■ ASSIGNMENT ■
Each line that includes the word "SourceConfig" should be copied from the records.

------ RECORDED INFORMATION

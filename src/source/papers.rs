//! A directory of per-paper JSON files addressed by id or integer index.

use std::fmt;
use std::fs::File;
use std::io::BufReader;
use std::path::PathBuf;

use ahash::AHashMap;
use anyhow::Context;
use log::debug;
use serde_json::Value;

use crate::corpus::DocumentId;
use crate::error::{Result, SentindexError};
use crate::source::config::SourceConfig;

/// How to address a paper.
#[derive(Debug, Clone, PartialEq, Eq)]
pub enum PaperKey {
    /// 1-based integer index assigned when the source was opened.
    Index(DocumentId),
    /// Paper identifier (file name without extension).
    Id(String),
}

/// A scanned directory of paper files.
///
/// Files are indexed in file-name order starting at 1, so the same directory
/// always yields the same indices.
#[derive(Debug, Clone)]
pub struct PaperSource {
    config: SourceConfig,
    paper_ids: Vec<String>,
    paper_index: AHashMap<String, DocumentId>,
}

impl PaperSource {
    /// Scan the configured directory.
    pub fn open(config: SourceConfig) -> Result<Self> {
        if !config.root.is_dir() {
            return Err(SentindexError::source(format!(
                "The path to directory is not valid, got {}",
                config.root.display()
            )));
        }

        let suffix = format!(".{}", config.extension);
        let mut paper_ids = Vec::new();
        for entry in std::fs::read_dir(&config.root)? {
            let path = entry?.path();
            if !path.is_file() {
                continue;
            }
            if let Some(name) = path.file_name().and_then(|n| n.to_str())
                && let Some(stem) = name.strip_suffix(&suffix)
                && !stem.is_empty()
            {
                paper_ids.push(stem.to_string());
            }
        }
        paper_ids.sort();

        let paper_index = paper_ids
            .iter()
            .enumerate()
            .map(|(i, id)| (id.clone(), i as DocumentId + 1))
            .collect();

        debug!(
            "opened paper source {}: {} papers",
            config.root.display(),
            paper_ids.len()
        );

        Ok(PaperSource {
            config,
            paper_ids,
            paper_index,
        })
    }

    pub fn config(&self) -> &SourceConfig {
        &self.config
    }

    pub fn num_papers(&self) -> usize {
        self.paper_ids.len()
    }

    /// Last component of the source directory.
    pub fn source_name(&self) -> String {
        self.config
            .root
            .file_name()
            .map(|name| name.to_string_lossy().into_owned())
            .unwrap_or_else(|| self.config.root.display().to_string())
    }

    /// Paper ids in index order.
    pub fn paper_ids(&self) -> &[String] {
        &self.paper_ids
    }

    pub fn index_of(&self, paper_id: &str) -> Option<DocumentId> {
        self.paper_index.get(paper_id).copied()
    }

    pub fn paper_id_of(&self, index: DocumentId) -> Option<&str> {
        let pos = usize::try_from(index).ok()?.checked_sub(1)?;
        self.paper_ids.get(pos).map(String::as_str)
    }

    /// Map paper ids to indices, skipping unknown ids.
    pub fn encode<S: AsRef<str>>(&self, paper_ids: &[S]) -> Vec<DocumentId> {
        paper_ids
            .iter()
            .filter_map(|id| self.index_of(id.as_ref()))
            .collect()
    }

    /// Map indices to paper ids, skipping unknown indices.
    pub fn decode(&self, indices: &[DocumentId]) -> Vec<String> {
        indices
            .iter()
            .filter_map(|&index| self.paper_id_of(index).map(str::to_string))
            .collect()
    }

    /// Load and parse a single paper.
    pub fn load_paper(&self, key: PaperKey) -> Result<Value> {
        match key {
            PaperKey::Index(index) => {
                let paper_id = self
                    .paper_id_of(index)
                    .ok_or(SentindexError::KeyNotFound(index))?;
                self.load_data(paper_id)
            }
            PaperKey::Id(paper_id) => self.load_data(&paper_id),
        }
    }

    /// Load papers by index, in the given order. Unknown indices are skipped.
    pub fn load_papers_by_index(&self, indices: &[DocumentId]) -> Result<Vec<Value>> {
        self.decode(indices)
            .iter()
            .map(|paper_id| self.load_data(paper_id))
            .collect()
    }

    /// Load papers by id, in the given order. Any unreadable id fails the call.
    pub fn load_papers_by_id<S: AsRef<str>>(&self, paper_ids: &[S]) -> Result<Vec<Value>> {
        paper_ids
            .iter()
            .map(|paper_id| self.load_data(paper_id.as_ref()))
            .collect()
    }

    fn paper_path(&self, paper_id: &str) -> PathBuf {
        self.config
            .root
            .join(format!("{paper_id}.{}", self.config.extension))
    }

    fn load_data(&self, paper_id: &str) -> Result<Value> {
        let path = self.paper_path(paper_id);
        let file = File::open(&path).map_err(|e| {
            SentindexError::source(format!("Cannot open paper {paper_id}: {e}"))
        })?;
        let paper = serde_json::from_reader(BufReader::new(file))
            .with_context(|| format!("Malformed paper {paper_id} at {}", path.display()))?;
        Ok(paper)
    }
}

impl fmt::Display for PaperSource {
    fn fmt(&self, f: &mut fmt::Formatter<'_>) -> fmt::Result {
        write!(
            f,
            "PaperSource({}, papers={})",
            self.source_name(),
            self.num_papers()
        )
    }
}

------------

■ RESPONSE TO THE TASK ■
use crate::source::config::SourceConfig;
    config: SourceConfig,
    pub fn open(config: SourceConfig) -> Result<Self> {
    pub fn config(&self) -> &SourceConfig {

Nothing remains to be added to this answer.